Astronomers just found the ancient cosmic event that gave Earth gold and platinum

A violent collision between two neutron stars 4.6 billion years ago showered the as-yet-unformed Solar System with heavy elements, new research has found.

As much as 0.3 percent of Earth’s gold, platinum and uranium (along with other heavy elements) could have been forged in the fire of a merger 1,000 light-years away, when the Solar System was little more than a cloud of gas and dust.

“This means that in each of us we would find an eyelash worth of these elements,” said astrophysicist Imre Bartos of the University of Florida, “mostly in the form of iodine, which is essential to life.”   

The famous neutron star collision detected in 2017 taught us many things – not least of which is that such collisions produce heavy elements. In the electromagnetic data produced by GW 170817, scientists detected, for the first time, the production of heavy elements including gold, platinum and uranium.

This is because a powerful explosion, such as a supernova or stellar merger, can trigger the rapid neutron-capture process, or r-process - a series of nuclear reactions in which atomic nuclei collide with neutrons to synthesise elements heavier than iron.

The reactions need to happen quickly enough that radioactive decay doesn’t have a chance to occur before more neutrons are added to the nucleus, which means it needs to happen where there are a lot of free neutrons floating about – like an exploding star.

To figure out where Earth’s heavy elements may have come from – whether a supernova or a neutron star merger – Bartos and his colleague Szabolcs Márka of Columbia University have analysed the radioactive isotopes in early Solar System meteorites.

These are found in actinides – heavy elements with atomic numbers from 89 through 103, from actinium through lawrencium, all of which are radioactive; their traces can be found in meteorites from the early days of the Solar System.

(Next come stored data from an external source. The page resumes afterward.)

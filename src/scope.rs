/*! Named bindings and the generator that lowers specification trees into
expression graphs.

A scope specification is an ordered list of `(name, spec)` bindings; each
binding may reference the names bound before it. Generation folds the list
into a [Scope]: the spec of every binding is lowered into the shared
[ExprGraph] and its handle is stored under the binding's name. Because a
reference resolves to the handle already in the scope, referenced
sub-expressions are shared, never copied — that is what turns the lowered
trees into a DAG. */

use crate::errors::{Error, EvalError, ValueKind};
use crate::expression::{
    ExprGraph, FrameId, FrameOp, RotationId, RotationOp, ScalarId, ScalarOp, VectorId, VectorOp,
};
use crate::spec::{AnySpec, FrameSpec, RotationSpec, ScalarSpec, ScopeEntry, VectorSpec};
use indexmap::IndexMap;
use nalgebra::{Quaternion, UnitQuaternion};
use tracing::debug;

/// Name → handle tables, one per value kind, plus the insertion order.
#[derive(Debug, Default)]
struct Bindings {
    scalars: IndexMap<String, ScalarId>,
    vectors: IndexMap<String, VectorId>,
    rotations: IndexMap<String, RotationId>,
    frames: IndexMap<String, FrameId>,
    order: Vec<String>,
}

impl Bindings {
    fn kind_of(&self, name: &str) -> Option<ValueKind> {
        if self.scalars.contains_key(name) {
            Some(ValueKind::Scalar)
        } else if self.vectors.contains_key(name) {
            Some(ValueKind::Vector)
        } else if self.rotations.contains_key(name) {
            Some(ValueKind::Rotation)
        } else if self.frames.contains_key(name) {
            Some(ValueKind::Frame)
        } else {
            None
        }
    }

    /// Resolution failure: bound under another kind, or not bound at all.
    fn unresolved(&self, expected: ValueKind, name: &str) -> Error {
        match self.kind_of(name) {
            Some(found) => Error::KindMismatch { expected, found },
            None => Error::UnresolvedReference(name.to_owned()),
        }
    }
}

/// An ordered, name-indexed collection of lowered expressions sharing one
/// graph.
#[derive(Debug, Default)]
pub struct Scope {
    graph: ExprGraph,
    bindings: Bindings,
}

impl Scope {
    /// Generate a scope from its specification, resolving every binding in
    /// order.
    pub fn from_spec(entries: &[ScopeEntry]) -> Result<Self, Error> {
        let mut scope = Scope::build(entries)?;
        scope.graph.finish(0);
        Ok(scope)
    }

    /// Like [Scope::from_spec] but leaves the graph open so a controller can
    /// keep lowering constraint expressions into it.
    pub(crate) fn build(entries: &[ScopeEntry]) -> Result<Self, Error> {
        let mut scope = Scope::default();
        for entry in entries {
            if scope.bindings.kind_of(&entry.name).is_some() {
                return Err(Error::DuplicateBinding(entry.name.clone()));
            }
            let (graph, bindings) = (&mut scope.graph, &scope.bindings);
            match &entry.spec {
                AnySpec::Scalar(s) => {
                    let id = lower_scalar(graph, bindings, s)?;
                    scope.bindings.scalars.insert(entry.name.clone(), id);
                }
                AnySpec::Vector(v) => {
                    let id = lower_vector(graph, bindings, v)?;
                    scope.bindings.vectors.insert(entry.name.clone(), id);
                }
                AnySpec::Rotation(r) => {
                    let id = lower_rotation(graph, bindings, r)?;
                    scope.bindings.rotations.insert(entry.name.clone(), id);
                }
                AnySpec::Frame(f) => {
                    let id = lower_frame(graph, bindings, f)?;
                    scope.bindings.frames.insert(entry.name.clone(), id);
                }
            }
            scope.bindings.order.push(entry.name.clone());
        }
        debug!(bindings = scope.bindings.order.len(), "generated scope");
        Ok(scope)
    }

    pub(crate) fn lower_scalar_spec(&mut self, spec: &ScalarSpec) -> Result<ScalarId, Error> {
        lower_scalar(&mut self.graph, &self.bindings, spec)
    }

    pub(crate) fn finish_graph(&mut self, min_arity: usize) {
        self.graph.finish(min_arity);
    }

    pub fn has_scalar_expression(&self, name: &str) -> bool {
        self.bindings.scalars.contains_key(name)
    }

    pub fn find_scalar_expression(&self, name: &str) -> Option<ScalarId> {
        self.bindings.scalars.get(name).copied()
    }

    pub fn has_vector_expression(&self, name: &str) -> bool {
        self.bindings.vectors.contains_key(name)
    }

    pub fn find_vector_expression(&self, name: &str) -> Option<VectorId> {
        self.bindings.vectors.get(name).copied()
    }

    pub fn has_rotation_expression(&self, name: &str) -> bool {
        self.bindings.rotations.contains_key(name)
    }

    pub fn find_rotation_expression(&self, name: &str) -> Option<RotationId> {
        self.bindings.rotations.get(name).copied()
    }

    pub fn has_frame_expression(&self, name: &str) -> bool {
        self.bindings.frames.contains_key(name)
    }

    pub fn find_frame_expression(&self, name: &str) -> Option<FrameId> {
        self.bindings.frames.get(name).copied()
    }

    /// Binding names in insertion order.
    pub fn names(&self) -> impl Iterator<Item = &str> {
        self.bindings.order.iter().map(String::as_str)
    }

    pub fn graph(&self) -> &ExprGraph {
        &self.graph
    }

    pub fn graph_mut(&mut self) -> &mut ExprGraph {
        &mut self.graph
    }
}

fn lower_list<T, I>(
    graph: &mut ExprGraph,
    bindings: &Bindings,
    items: &[T],
    min: usize,
    mut lower: impl FnMut(&mut ExprGraph, &Bindings, &T) -> Result<I, Error>,
) -> Result<Vec<I>, Error> {
    if items.len() < min {
        return Err(Error::Syntax {
            expected: "at least one operand",
            found: "an empty operand list".into(),
        });
    }
    items.iter().map(|item| lower(graph, bindings, item)).collect()
}

fn lower_scalar(
    graph: &mut ExprGraph,
    bindings: &Bindings,
    spec: &ScalarSpec,
) -> Result<ScalarId, Error> {
    let op = match spec {
        ScalarSpec::Const(v) => ScalarOp::Const(*v),
        ScalarSpec::Input(i) => ScalarOp::Input(*i),
        ScalarSpec::Reference(name) => {
            return bindings
                .scalars
                .get(name)
                .copied()
                .ok_or_else(|| bindings.unresolved(ValueKind::Scalar, name));
        }
        ScalarSpec::Neg(a) => ScalarOp::Neg(lower_scalar(graph, bindings, a)?),
        ScalarSpec::Add(args) => ScalarOp::Add(lower_list(graph, bindings, args, 0, lower_scalar)?),
        ScalarSpec::Sub(args) => ScalarOp::Sub(lower_list(graph, bindings, args, 1, lower_scalar)?),
        ScalarSpec::Mul(args) => ScalarOp::Mul(lower_list(graph, bindings, args, 0, lower_scalar)?),
        ScalarSpec::Div(a, b) => ScalarOp::Div(
            lower_scalar(graph, bindings, a)?,
            lower_scalar(graph, bindings, b)?,
        ),
        ScalarSpec::XOf(v) => ScalarOp::XOf(lower_vector(graph, bindings, v)?),
        ScalarSpec::YOf(v) => ScalarOp::YOf(lower_vector(graph, bindings, v)?),
        ScalarSpec::ZOf(v) => ScalarOp::ZOf(lower_vector(graph, bindings, v)?),
        ScalarSpec::Norm(v) => ScalarOp::Norm(lower_vector(graph, bindings, v)?),
        ScalarSpec::Dot(a, b) => ScalarOp::Dot(
            lower_vector(graph, bindings, a)?,
            lower_vector(graph, bindings, b)?,
        ),
        ScalarSpec::Min(a, b) => ScalarOp::Min(
            lower_scalar(graph, bindings, a)?,
            lower_scalar(graph, bindings, b)?,
        ),
        ScalarSpec::Max(a, b) => ScalarOp::Max(
            lower_scalar(graph, bindings, a)?,
            lower_scalar(graph, bindings, b)?,
        ),
        ScalarSpec::Abs(a) => ScalarOp::Abs(lower_scalar(graph, bindings, a)?),
        ScalarSpec::Sin(a) => ScalarOp::Sin(lower_scalar(graph, bindings, a)?),
        ScalarSpec::Cos(a) => ScalarOp::Cos(lower_scalar(graph, bindings, a)?),
        ScalarSpec::Tan(a) => ScalarOp::Tan(lower_scalar(graph, bindings, a)?),
        ScalarSpec::Asin(a) => ScalarOp::Asin(lower_scalar(graph, bindings, a)?),
        ScalarSpec::Acos(a) => ScalarOp::Acos(lower_scalar(graph, bindings, a)?),
        ScalarSpec::Atan2(a, b) => ScalarOp::Atan2(
            lower_scalar(graph, bindings, a)?,
            lower_scalar(graph, bindings, b)?,
        ),
        ScalarSpec::Fmod(a, b) => ScalarOp::Fmod(
            lower_scalar(graph, bindings, a)?,
            lower_scalar(graph, bindings, b)?,
        ),
    };
    Ok(graph.add_scalar(op))
}

fn lower_vector(
    graph: &mut ExprGraph,
    bindings: &Bindings,
    spec: &VectorSpec,
) -> Result<VectorId, Error> {
    let op = match spec {
        VectorSpec::Construct(x, y, z) => VectorOp::Construct(
            lower_scalar(graph, bindings, x)?,
            lower_scalar(graph, bindings, y)?,
            lower_scalar(graph, bindings, z)?,
        ),
        VectorSpec::Reference(name) => {
            return bindings
                .vectors
                .get(name)
                .copied()
                .ok_or_else(|| bindings.unresolved(ValueKind::Vector, name));
        }
        VectorSpec::Add(args) => VectorOp::Add(lower_list(graph, bindings, args, 0, lower_vector)?),
        VectorSpec::Sub(args) => VectorOp::Sub(lower_list(graph, bindings, args, 1, lower_vector)?),
        VectorSpec::Scale(s, v) => VectorOp::Scale(
            lower_scalar(graph, bindings, s)?,
            lower_vector(graph, bindings, v)?,
        ),
        VectorSpec::Cross(a, b) => VectorOp::Cross(
            lower_vector(graph, bindings, a)?,
            lower_vector(graph, bindings, b)?,
        ),
        VectorSpec::RotationVector(r) => {
            VectorOp::RotationVector(lower_rotation(graph, bindings, r)?)
        }
        VectorSpec::OriginOf(f) => VectorOp::OriginOf(lower_frame(graph, bindings, f)?),
        VectorSpec::Rotate(r, v) => VectorOp::Rotate(
            lower_rotation(graph, bindings, r)?,
            lower_vector(graph, bindings, v)?,
        ),
    };
    Ok(graph.add_vector(op))
}

fn lower_rotation(
    graph: &mut ExprGraph,
    bindings: &Bindings,
    spec: &RotationSpec,
) -> Result<RotationId, Error> {
    let op = match spec {
        RotationSpec::AxisAngle(axis, angle) => RotationOp::AxisAngle(
            lower_vector(graph, bindings, axis)?,
            lower_scalar(graph, bindings, angle)?,
        ),
        RotationSpec::Quaternion(x, y, z, w) => {
            // Components are literals, so a zero norm is always caught here.
            if x * x + y * y + z * z + w * w == 0.0 {
                return Err(EvalError::ZeroQuaternion.into());
            }
            let q = UnitQuaternion::from_quaternion(Quaternion::new(*w, *x, *y, *z));
            RotationOp::Quaternion(q.to_rotation_matrix())
        }
        RotationSpec::Reference(name) => {
            return bindings
                .rotations
                .get(name)
                .copied()
                .ok_or_else(|| bindings.unresolved(ValueKind::Rotation, name));
        }
        RotationSpec::Mul(args) => {
            RotationOp::Mul(lower_list(graph, bindings, args, 0, lower_rotation)?)
        }
        RotationSpec::Inverse(r) => RotationOp::Inverse(lower_rotation(graph, bindings, r)?),
        RotationSpec::OrientationOf(f) => {
            RotationOp::OrientationOf(lower_frame(graph, bindings, f)?)
        }
    };
    Ok(graph.add_rotation(op))
}

fn lower_frame(
    graph: &mut ExprGraph,
    bindings: &Bindings,
    spec: &FrameSpec,
) -> Result<FrameId, Error> {
    let op = match spec {
        FrameSpec::Construct(rot, trans) => FrameOp::Construct(
            lower_rotation(graph, bindings, rot)?,
            lower_vector(graph, bindings, trans)?,
        ),
        FrameSpec::Reference(name) => {
            return bindings
                .frames
                .get(name)
                .copied()
                .ok_or_else(|| bindings.unresolved(ValueKind::Frame, name));
        }
        FrameSpec::Mul(args) => FrameOp::Mul(lower_list(graph, bindings, args, 0, lower_frame)?),
        FrameSpec::Inverse(f) => FrameOp::Inverse(lower_frame(graph, bindings, f)?),
    };
    Ok(graph.add_frame(op))
}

Radioactive isotopes have a half-life. That refers to the period of time it takes for half the atomic nuclei in a sample to decay, and it’s a known quantity for various elements. Radioactive half-life can, therefore, be used as a sort of time capsule to reconstruct specific time periods.

So the researchers were able to use these meteorite actinides, plutonium, uranium and curium, to reconstruct the abundances of heavy elements in the early Solar System.

In and of itself, this doesn’t tell us much more than that, so the team ran numerical simulations of the early Solar System to compare the real-life meteorite abundances against the simulations. And they found that the two didn’t match up without a neutron star smash-up.

The best fit for the observed actinide abundances was a neutron star collision about 1,000 light-years from the Solar System (so, inside the Milky Way galaxy), roughly 100 million years before the Earth formed, when the gas cloud that became the Solar System was still in the process of coalescing.

“If a comparable event happened today at a similar distance from the solar system, the ensuing radiation could outshine the entire night sky,” Márka said.

This event, their research found, sprayed elements out into the surrounding space, contributing 70 percent of the early Solar System’s curium, and 40 percent of its plutonium. Because of radioactive decay, there is much less of it now, 4.6 billion years later.

And it couldn’t have been a supernova, they found – they occur far too often, putting the actinide abundances they would produce beyond the constraints defined by the meteorites.

It’s a result, the researchers said, that can shed some light on the processes that shaped the Solar System. And it has some existential significance, too.

“Our results address a fundamental quest of humanity: Where did we come from and where are we going?” Márka said.

“It is very difficult to describe the tremendous emotions we felt when we realised what we had found and what it means for the future as we search for an explanation of our place in the Universe.”

The research has been published in Nature.